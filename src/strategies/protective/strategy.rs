//! Protective Strategy Implementation

use chrono::Duration;

use crate::strategies::{RiskProfile, Strategy};
use crate::{AccountState, Direction, PairMetrics, Regime, Signal, StrategyKind};

use super::config::ProtectiveConfig;

/// Everything this strategy can ask for. There is no long variant.
#[derive(Debug, Clone, Copy, PartialEq, Eq)]
enum ProtectiveAction {
    Short,
    Close,
    Stay,
}

/// Short-or-flat strategy for falling markets
pub struct ProtectiveStrategy {
    config: ProtectiveConfig,
}

impl ProtectiveStrategy {
    pub fn new(config: ProtectiveConfig) -> Self {
        Self { config }
    }

    fn action(&self, regime: Regime, pair: &PairMetrics, account: &AccountState) -> ProtectiveAction {
        let ind = &pair.indicators;

        match account.position(&pair.symbol) {
            Some(position) if position.strategy == StrategyKind::Protective => {
                if position.direction == Direction::Short && pair.price > ind.ema_fast {
                    ProtectiveAction::Close
                } else {
                    ProtectiveAction::Stay
                }
            }
            Some(_) => ProtectiveAction::Stay,
            None => {
                let breakdown = pair.price < ind.ema_slow
                    && ind.ema_fast < ind.ema_slow
                    && ind.rsi >= self.config.rsi_floor;

                if regime == Regime::Dumping && self.config.allow_short && breakdown {
                    ProtectiveAction::Short
                } else {
                    ProtectiveAction::Stay
                }
            }
        }
    }
}

impl Strategy for ProtectiveStrategy {
    fn kind(&self) -> StrategyKind {
        StrategyKind::Protective
    }

    fn decide(&self, regime: Regime, pair: &PairMetrics, account: &AccountState) -> Signal {
        let kind = self.kind();
        match self.action(regime, pair, account) {
            ProtectiveAction::Short => {
                Signal::open(pair, Direction::Short, self.config.size_fraction, kind)
            }
            ProtectiveAction::Close => Signal::close(pair, kind),
            ProtectiveAction::Stay => Signal::hold(pair, kind),
        }
    }

    fn risk_profile(&self, base_stop_pct: f64) -> RiskProfile {
        RiskProfile {
            stop_loss_pct: base_stop_pct * self.config.stop_multiplier,
            take_profit_pct: Some(self.config.take_profit_pct),
            trailing_stop_pct: None,
            max_hold: Some(Duration::minutes(self.config.max_hold_minutes)),
            max_adds: 0,
        }
    }
}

+---+

**Work order**
All lines from the first line of the listing above through the line containing "fn kind(&self) ->" are to be retyped exactly. Leave out any other line.

**Solution below**
filename src/strategies/protective/strategy.rs
//! Protective Strategy Implementation

use chrono::Duration;

use crate::strategies::{RiskProfile, Strategy};
use crate::{AccountState, Direction, PairMetrics, Regime, Signal, StrategyKind};

use super::config::ProtectiveConfig;

/// Everything this strategy can ask for. There is no long variant.
#[derive(Debug, Clone, Copy, PartialEq, Eq)]
enum ProtectiveAction {
    Short,
    Close,
    Stay,
}

/// Short-or-flat strategy for falling markets
pub struct ProtectiveStrategy {
    config: ProtectiveConfig,
}

impl ProtectiveStrategy {
    pub fn new(config: ProtectiveConfig) -> Self {
        Self { config }
    }

    fn action(&self, regime: Regime, pair: &PairMetrics, account: &AccountState) -> ProtectiveAction {
        let ind = &pair.indicators;

        match account.position(&pair.symbol) {
            Some(position) if position.strategy == StrategyKind::Protective => {
                if position.direction == Direction::Short && pair.price > ind.ema_fast {
                    ProtectiveAction::Close
                } else {
                    ProtectiveAction::Stay
                }
            }
            Some(_) => ProtectiveAction::Stay,
            None => {
                let breakdown = pair.price < ind.ema_slow
                    && ind.ema_fast < ind.ema_slow
                    && ind.rsi >= self.config.rsi_floor;

                if regime == Regime::Dumping && self.config.allow_short && breakdown {
                    ProtectiveAction::Short
                } else {
                    ProtectiveAction::Stay
                }
            }
        }
    }
}

impl Strategy for ProtectiveStrategy {
    fn kind(&self) -> StrategyKind {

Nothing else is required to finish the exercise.